The industry 4.0 revolution has deeply impacted traditional manufacturing and production industries relying upon legacy standards such as ISA95. Although new-generation IT technologies significantly penetrated the industry with smart manufacturing concepts, outdated systems still prevail. Hence, ISA95-CTS and SMMS are inevitably required to collaborate and integrate with each other to constitute the highly complex and heterogeneous modern manufacturing ecosystems.
Our former research article focused on the contemporary manufacturing industry and identified systems scalability, interoperability, information security, and data quality domains as the significant challenges profoundly impairing the productivity of ISA95-CTS and SMMS [1]. Furthermore, we analyzed BCT’s proposition and proposed to empower the ISA95-CTS and SMMS with BCT to address the identified challenges.
We also meticulously assessed BCT’s suitability for the manufacturing processes defined by the ISA95 standard as part of another research work [2]. We identified that 49 out of the 85 sub-functions and 7 out of the 12 core functions defined by the ISA95 standard are suitable for applying BCT.
Besides technical prospects, we also justified how the reference architecture can foster supply chain viability, sustainable development in manufacturing, and social and economic inclusion in rural areas.
Despite the BCT proposition to empower the manufacturing industry, our literature survey could not identify a reference architecture focusing on ISA95-CTS and SMMS. The mentioned scientific gap constitutes the foundation of this research effort.
The reference architecture in this research is developed by following the IEEE 1471 software architecture standard principles.
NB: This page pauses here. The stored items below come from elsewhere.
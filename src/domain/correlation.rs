//! How a strategy moves relative to major market indices.

use serde::{Deserialize, Serialize};
use std::collections::HashMap;

#[derive(Debug, Clone, PartialEq, Serialize, Deserialize)]
pub struct MarketCorrelation {
    pub market: String,
    /// Coefficient in [-1, 1].
    pub correlation: f64,
    pub description: String,
}

impl MarketCorrelation {
    pub fn new(market: &str, correlation: f64, description: &str) -> Self {
        Self {
            market: market.to_string(),
            correlation: correlation.clamp(-1.0, 1.0),
            description: description.to_string(),
        }
    }

    pub fn is_positive(&self) -> bool {
        self.correlation > 0.0
    }

    /// Whole-percent label with a leading `+` for positive values, e.g. `"+65%"`.
    pub fn percent_label(&self) -> String {
        let pct = (self.correlation * 100.0).round();
        if self.is_positive() {
            format!("+{pct:.0}%")
        } else {
            format!("{pct:.0}%")
        }
    }

    /// Bar fill in percent, 0..=100.
    pub fn strength(&self) -> f64 {
        self.correlation.abs() * 100.0
    }
}

/// Correlation rows keyed by strategy id.
#[derive(Debug, Clone, Default, PartialEq)]
pub struct CorrelationTable {
    rows: HashMap<String, Vec<MarketCorrelation>>,
}

impl CorrelationTable {
    pub fn new() -> Self {
        Self::default()
    }

    pub fn insert(&mut self, strategy_id: &str, rows: Vec<MarketCorrelation>) {
        self.rows.insert(strategy_id.to_string(), rows);
    }

    /// Empty for strategies without correlation data.
    pub fn for_strategy(&self, strategy_id: &str) -> &[MarketCorrelation] {
        self.rows
            .get(strategy_id)
            .map(Vec::as_slice)
            .unwrap_or_default()
    }
}

#[cfg(test)]
mod tests {
    use super::*;

    #[test]
    fn labels_and_strength() {
        let vix = MarketCorrelation::new("VIX", 0.65, "");
        assert!(vix.is_positive());
        assert_eq!(vix.percent_label(), "+65%");
        assert!((vix.strength() - 65.0).abs() < 1e-9);

        let spx = MarketCorrelation::new("S&P 500", -0.15, "");
        assert!(!spx.is_positive());
        assert_eq!(spx.percent_label(), "-15%");
        assert!((spx.strength() - 15.0).abs() < 1e-9);
    }

    #[test]
    fn coefficient_is_clamped() {
        assert_eq!(MarketCorrelation::new("X", 1.7, "").correlation, 1.0);
        assert_eq!(MarketCorrelation::new("X", -3.0, "").correlation, -1.0);
    }

    #[test]
    fn missing_strategy_has_no_rows() {
        let mut table = CorrelationTable::new();
        table.insert("1", vec![MarketCorrelation::new("VIX", 0.65, "")]);
        assert_eq!(table.for_strategy("1").len(), 1);
        assert!(table.for_strategy("4").is_empty());
    }
}
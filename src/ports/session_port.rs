//! Session-scoped string flags.

pub trait SessionFlagPort {
    fn get_flag(&self, key: &str) -> Option<String>;
    fn set_flag(&mut self, key: &str, value: &str);
}
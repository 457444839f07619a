#![allow(dead_code)]

use std::io::Write;

use stratdeck::adapters::csv_catalog_adapter::COLUMNS;
use stratdeck::domain::strategy::{Performance, RiskLevel, Strategy, format_return};

/// Minimal strategy for filter scenarios.
pub fn make_strategy(id: &str, risk: RiskLevel, tags: &[&str], return_percent: &str) -> Strategy {
    let return_display = return_percent
        .parse::<f64>()
        .map(format_return)
        .unwrap_or_else(|_| return_percent.to_string());
    Strategy {
        id: id.to_string(),
        name: format!("Strategy {id}"),
        description: format!("Test strategy {id}"),
        tags: tags.iter().map(|t| t.to_string()).collect(),
        return_display,
        return_percent: return_percent.to_string(),
        risk,
        sparkline: vec![1.0, 2.0, 3.0],
        asset_class: String::new(),
        instrument: String::new(),
        trigger: String::new(),
        profit_scenario: String::new(),
        performance: Performance {
            annualized_return: String::new(),
            sharpe_ratio: String::new(),
            max_drawdown: String::new(),
        },
        risk_analysis: String::new(),
        example_trade: String::new(),
        how_it_works: String::new(),
    }
}

/// The three-strategy catalog used by the filter scenarios.
pub fn scenario_catalog() -> Vec<Strategy> {
    vec![
        make_strategy("a", RiskLevel::High, &["Crypto"], "45.2"),
        make_strategy("b", RiskLevel::Medium, &["Stocks"], "12.8"),
        make_strategy("c", RiskLevel::High, &["Stocks"], "24.5"),
    ]
}

pub fn write_temp_file(content: &str) -> tempfile::NamedTempFile {
    let mut file = tempfile::NamedTempFile::new().unwrap();
    file.write_all(content.as_bytes()).unwrap();
    file.flush().unwrap();
    file
}

/// One CSV catalog row with placeholder prose columns.
pub fn csv_row(id: &str, name: &str, tags: &str, return_percent: &str, risk: &str) -> String {
    format!(
        "{id},{name},Desc {id},{tags},{return_percent},{risk},1;3;2,Stocks,Options,Trigger,Scenario,10%,1.1,-8%,Analysis,Example,How"
    )
}

pub fn csv_catalog(rows: &[String]) -> String {
    let mut out = COLUMNS.join(",");
    out.push('\n');
    for row in rows {
        out.push_str(row);
        out.push('\n');
    }
    out
}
Firstly, the outcomes of previously committed studies formed the basis for defining the functional and non-functional system requirements. Secondly, the reference architecture logical view and corresponding components are specified. Lastly, each system requirement is methodically analyzed, and thorough literature research is conducted to identify building blocks of the reference architecture to realize the requirements, as shown in Table 1.
Our study concludes that the proposed reference architecture is equipped with all necessary technologies and system components to meet or even exceed the ISA95-CTS and SMMS requirements.

5. Future Work

Modern system architecture designs are composed of several views to address all aspects of an enterprise application. The reference architecture only covers the logical view. Thus, a prospect research paper(s) may focus on other enterprise architecture views. Therefore, the blockchain reference architecture for the ISA95-CTS and SMMS will evolve towards an enterprise blockchain architecture model for the ISA95-CTS and SMMS. In this context, the implementation view is specifically essential to produce and collect quantitative scientific results, which will be the basis to confirm the reference architecture’s applicability.
Moreover, this research paper proposes to leverage various cutting-edge technologies that have not been researched in the BCT context. For instance, extending the access control capabilities of BCT to support ABAC through an off-chain PDP is an entirely new proposition that has not been studied before.
Lastly, this research paper briefly listed three main categories of soft dimensions of adopting the reference architecture, which can be explored further as individual research topics.

Author Contributions

Conceptualization, E.Y. and A.M.; methodology, E.Y. and A.M.; validation, E.Y. and A.M.; formal analysis, E.Y. and A.M.; investigation, E.Y. and A.M.; resources, E.Y. and A.M.; data curation, E.Y. and A.M.; writing—original draft preparation, E.Y. and A.M.; writing—review and editing, E.Y., A.M. and M.O.; visualization, E.Y. and A.M.; supervision, A.M., All authors have read and agreed to the published version of the manuscript.

Funding

This research received no external funding.

Conflicts of Interest

The authors declare no conflict of interest.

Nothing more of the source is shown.